In the wake of the plan by the Great Eastern to employ commuters as part- time guards, the RMT believes its campaign of action would attract substantial public support.
Only five out of the 25 train operating companies throughout Britain are exempt from the strike ballots. The RMT has elicited guarantees over safety from North London Railways and the union has agreed driver-only operation with four others: Thameslink, the Chiltern Line, West Anglia Great Northern and the Island Line on the Isle of Wight.
Elsewhere, however, the union believes any action would be highly disruptive because more than nine out of ten guards are RMT members. The union is due over the next 10 days to decide on the exact nature of the action, but it is likely to be in the form of 24-hour stoppages.
Last April, the union sought assurances from the train operators that they would not dilute safety standards in the drive for profitability. Only North London Railways gave a reply which satisfied the union.
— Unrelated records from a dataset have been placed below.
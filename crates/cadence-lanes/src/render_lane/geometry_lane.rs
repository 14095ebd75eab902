// Copyright 2025 eraflo
//
// Licensed under the Apache License, Version 2.0 (the "License");
// you may not use this file except in compliance with the License.
// You may obtain a copy of the License at
//
//     http://www.apache.org/licenses/LICENSE-2.0
//
// Unless required by applicable law or agreed to in writing, software
// distributed under the License is distributed on an "AS IS" BASIS,
// WITHOUT WARRANTIES OR CONDITIONS OF ANY KIND, either express or implied.
// See the License for the specific language governing permissions and
// limitations under the License.

//! Geometry passes: clear, motion vectors, opaque, transparent and the MSAA
//! resolve.

use super::{
    gpu_scene::GpuScene,
    pass_graph::{PassContext, PassStats},
    surfaces::SurfaceSlot,
};
use cadence_core::renderer::{
    BufferSlice, ClearValue, ColorAttachment, DepthAttachment, LoadOp, PipelineId, RenderError,
    RenderPass, RenderPassDescriptor, SurfaceId,
};
use cadence_core::scene::AlphaMode;

/// Clear color of the scene target.
pub const SCENE_CLEAR_COLOR: [f32; 4] = [0.0, 0.0, 0.0, 1.0];

/// Depth the scene is cleared to.
pub const FAR_DEPTH: f32 = 1.0;

/// One object to draw this frame.
#[derive(Debug, Clone, Copy, PartialEq)]
pub struct DrawItem {
    /// Index of the object in the scene.
    pub object: usize,
    /// Mesh index in the [`GpuScene`].
    pub mesh: usize,
    /// Material index in the [`GpuScene`].
    pub material: usize,
    /// The object's [`cadence_core::renderer::ObjectUniforms`].
    pub uniforms: BufferSlice,
    /// Distance from the camera to the object's bounds center.
    pub view_depth: f32,
}

/// Splits draws into opaque and blended lists, the latter sorted back to
/// front.
pub fn split_draw_items(scene: &GpuScene, items: Vec<DrawItem>) -> (Vec<DrawItem>, Vec<DrawItem>) {
    let (mut transparent, opaque): (Vec<_>, Vec<_>) = items.into_iter().partition(|item| {
        scene
            .material(item.material)
            .is_some_and(|material| material.alpha_mode == AlphaMode::Blend)
    });
    sort_back_to_front(&mut transparent);
    (opaque, transparent)
}

/// Sorts by decreasing view depth. Equal depths keep their order.
pub fn sort_back_to_front(items: &mut [DrawItem]) {
    items.sort_by(|a, b| b.view_depth.total_cmp(&a.view_depth));
}

/// Surfaces sampled by the lit passes.
pub(crate) struct LightingInputs {
    shadow_atlas: SurfaceId,
    environment: SurfaceId,
    fallback: SurfaceId,
}

impl LightingInputs {
    fn gather(ctx: &PassContext<'_>) -> Result<Self, RenderError> {
        let shadow_atlas = ctx.surfaces.single(SurfaceSlot::ShadowAtlas)?;
        let sky = &ctx.lanes.sky;
        match (sky.environment(), sky.fallback_texture()) {
            (Some(environment), Some(fallback)) => Ok(Self {
                shadow_atlas,
                environment,
                fallback,
            }),
            _ => Err(RenderError::NotInitialized),
        }
    }

    fn bind(&self, pass: &mut dyn RenderPass) {
        pass.bind_surface(0, self.shadow_atlas);
        pass.bind_surface(1, self.environment);
    }
}

/// Issues one indexed draw per item. Returns the number of draws.
pub(crate) fn draw_items(
    pass: &mut dyn RenderPass,
    scene: &GpuScene,
    items: &[DrawItem],
    lighting: Option<&LightingInputs>,
) -> u32 {
    let mut draws = 0;
    for item in items {
        let Some(mesh) = scene.mesh(item.mesh) else {
            log::warn!("GeometryLane: object {} references missing mesh {}", item.object, item.mesh);
            continue;
        };
        pass.bind_buffer(1, item.uniforms);
        if let Some(lighting) = lighting {
            let textures = scene
                .material(item.material)
                .map_or(&[][..], |material| material.textures.as_slice());
            if textures.is_empty() {
                pass.bind_surface(2, lighting.fallback);
            }
            for (binding, &texture) in (2u32..).zip(textures) {
                pass.bind_surface(binding, texture);
            }
        }
        pass.set_vertex_buffer(0, mesh.vertex_slice());
        pass.set_index_buffer(mesh.index_slice());
        pass.draw_indexed(0..mesh.index_count, 0, 0..1);
        draws += 1;
    }
    draws
}

fn scene_pipeline<'a>(
    scene: Option<&'a GpuScene>,
    pass: &str,
    pick: fn(&GpuScene) -> Option<PipelineId>,
) -> Option<(&'a GpuScene, PipelineId)> {
    let scene = scene?;
    let pipeline = pick(scene);
    if pipeline.is_none() {
        log::trace!("GeometryLane: '{pass}' skipped, scene pipeline not built");
    }
    Some((scene, pipeline?))
}

/// Clears scene color and depth.
pub fn record_clear(ctx: &mut PassContext<'_>) -> Result<PassStats, RenderError> {
    let color = ctx.surfaces.single(SurfaceSlot::SceneColor)?;
    let depth = ctx.surfaces.single(SurfaceSlot::Depth)?;
    let attachments = [ColorAttachment {
        surface: color,
        mip_level: 0,
        load: LoadOp::Clear(ClearValue::Color(SCENE_CLEAR_COLOR)),
    }];
    drop(ctx.encoder.begin_render_pass(&RenderPassDescriptor {
        label: Some(ctx.pass),
        color_attachments: &attachments,
        depth_attachment: Some(DepthAttachment {
            surface: depth,
            load: LoadOp::Clear(ClearValue::Depth(FAR_DEPTH)),
            read_only: false,
        }),
    }));
    Ok(PassStats::default())
}

/// Clears the motion vectors and draws the opaque objects into them.
pub fn record_motion_vectors(ctx: &mut PassContext<'_>) -> Result<PassStats, RenderError> {
    let target = ctx.surfaces.single(SurfaceSlot::MotionVectors)?;
    let depth = ctx.surfaces.single(SurfaceSlot::Depth)?;
    let attachments = [ColorAttachment {
        surface: target,
        mip_level: 0,
        load: LoadOp::Clear(ClearValue::Color([0.0; 4])),
    }];
    let drawable = scene_pipeline(ctx.scene, ctx.pass, |scene| scene.pipelines().motion_vectors);
    let frame = ctx.frame;

    let mut pass = ctx.encoder.begin_render_pass(&RenderPassDescriptor {
        label: Some(ctx.pass),
        color_attachments: &attachments,
        depth_attachment: Some(DepthAttachment {
            surface: depth,
            load: LoadOp::Load,
            read_only: false,
        }),
    });
    let Some((scene, pipeline)) = drawable else {
        return Ok(PassStats::default());
    };
    pass.set_pipeline(pipeline);
    pass.bind_buffer(0, frame.frame_uniforms);
    let draws = draw_items(pass.as_mut(), scene, &frame.opaque, None);
    Ok(PassStats::drawn(draws))
}

/// Draws opaque and alpha-tested objects with lighting and shadows.
pub fn record_opaque(ctx: &mut PassContext<'_>) -> Result<PassStats, RenderError> {
    let wireframe = ctx.frame.settings.wireframe;
    let pick: fn(&GpuScene) -> Option<PipelineId> = if wireframe {
        |scene| scene.pipelines().wireframe
    } else {
        |scene| scene.pipelines().pbr_opaque
    };
    let frame = ctx.frame;
    record_lit(ctx, pick, false, &frame.opaque)
}

/// Draws blended objects back to front over the opaque scene.
pub fn record_transparent(ctx: &mut PassContext<'_>) -> Result<PassStats, RenderError> {
    let frame = ctx.frame;
    record_lit(
        ctx,
        |scene| scene.pipelines().pbr_transparent,
        true,
        &frame.transparent,
    )
}

fn record_lit(
    ctx: &mut PassContext<'_>,
    pick: fn(&GpuScene) -> Option<PipelineId>,
    depth_read_only: bool,
    items: &[DrawItem],
) -> Result<PassStats, RenderError> {
    let frame = ctx.frame;
    if items.is_empty() {
        return Ok(PassStats::default());
    }
    let Some((scene, pipeline)) = scene_pipeline(ctx.scene, ctx.pass, pick) else {
        return Ok(PassStats::default());
    };
    let lighting = LightingInputs::gather(ctx)?;
    let color = ctx.surfaces.single(SurfaceSlot::SceneColor)?;
    let depth = ctx.surfaces.single(SurfaceSlot::Depth)?;

    let attachments = [ColorAttachment::load(color)];
    let mut pass = ctx.encoder.begin_render_pass(&RenderPassDescriptor {
        label: Some(ctx.pass),
        color_attachments: &attachments,
        depth_attachment: Some(DepthAttachment {
            surface: depth,
            load: LoadOp::Load,
            read_only: depth_read_only,
        }),
    });
    pass.set_pipeline(pipeline);
    pass.bind_buffer(0, frame.frame_uniforms);
    lighting.bind(pass.as_mut());
    let draws = draw_items(pass.as_mut(), scene, items, Some(&lighting));
    Ok(PassStats::drawn(draws))
}

/// Resolves the multisampled scene color into `Hdr`.
pub fn record_msaa_resolve(ctx: &mut PassContext<'_>) -> Result<PassStats, RenderError> {
    let source = ctx.surfaces.single(SurfaceSlot::SceneColor)?;
    let destination = ctx.surfaces.single(SurfaceSlot::Hdr)?;
    ctx.encoder.resolve_surface(source, destination);
    Ok(PassStats::default())
}

#[cfg(test)]
mod tests {
    use super::*;
    use crate::render_lane::GpuMaterial;
    use cadence_core::renderer::BufferId;

    fn material(alpha_mode: AlphaMode) -> GpuMaterial {
        GpuMaterial {
            name: format!("{alpha_mode:?}"),
            alpha_mode,
            double_sided: false,
            textures: Vec::new(),
        }
    }

    fn item(object: usize, material: usize, view_depth: f32) -> DrawItem {
        DrawItem {
            object,
            mesh: 0,
            material,
            uniforms: BufferSlice {
                buffer: BufferId(0),
                offset: object as u64 * 256,
                size: 128,
            },
            view_depth,
        }
    }

    #[test]
    fn test_back_to_front_is_stable_for_equal_depths() {
        let mut items = vec![
            item(0, 0, 2.0),
            item(1, 0, 5.0),
            item(2, 0, 2.0),
            item(3, 0, 9.0),
            item(4, 0, 2.0),
        ];
        sort_back_to_front(&mut items);
        let order: Vec<_> = items.iter().map(|i| i.object).collect();
        assert_eq!(order, vec![3, 1, 0, 2, 4]);
    }

    #[test]
    fn test_blended_materials_go_to_the_transparent_list() {
        let mut scene = GpuScene::default();
        scene.add_material(material(AlphaMode::Opaque));
        scene.add_material(material(AlphaMode::Blend));
        scene.add_material(material(AlphaMode::Mask));

        let items = vec![
            item(0, 1, 1.0),
            item(1, 0, 3.0),
            item(2, 1, 4.0),
            item(3, 2, 2.0),
        ];
        let (opaque, transparent) = split_draw_items(&scene, items);
        assert_eq!(opaque.iter().map(|i| i.object).collect::<Vec<_>>(), vec![1, 3]);
        assert_eq!(
            transparent.iter().map(|i| i.object).collect::<Vec<_>>(),
            vec![2, 0]
        );
    }
}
The companies have put forward a range of proposals which would result in some of the safety responsibilities being transferred from the guard to the driver or to an unspecified "competent person", said the RMT leader.
The strike ballots close on 2 September and in the absence of a settlement, the action would begin on 10 or 11 September, during the annual TUC Congress and a fortnight before the Labour conference.
A spokesman for the Association of Train Operating Companies said a group of experts convened by Railtrack was preparing to make some amendments to the legally-backed railway rule book to ensure an even safer industry.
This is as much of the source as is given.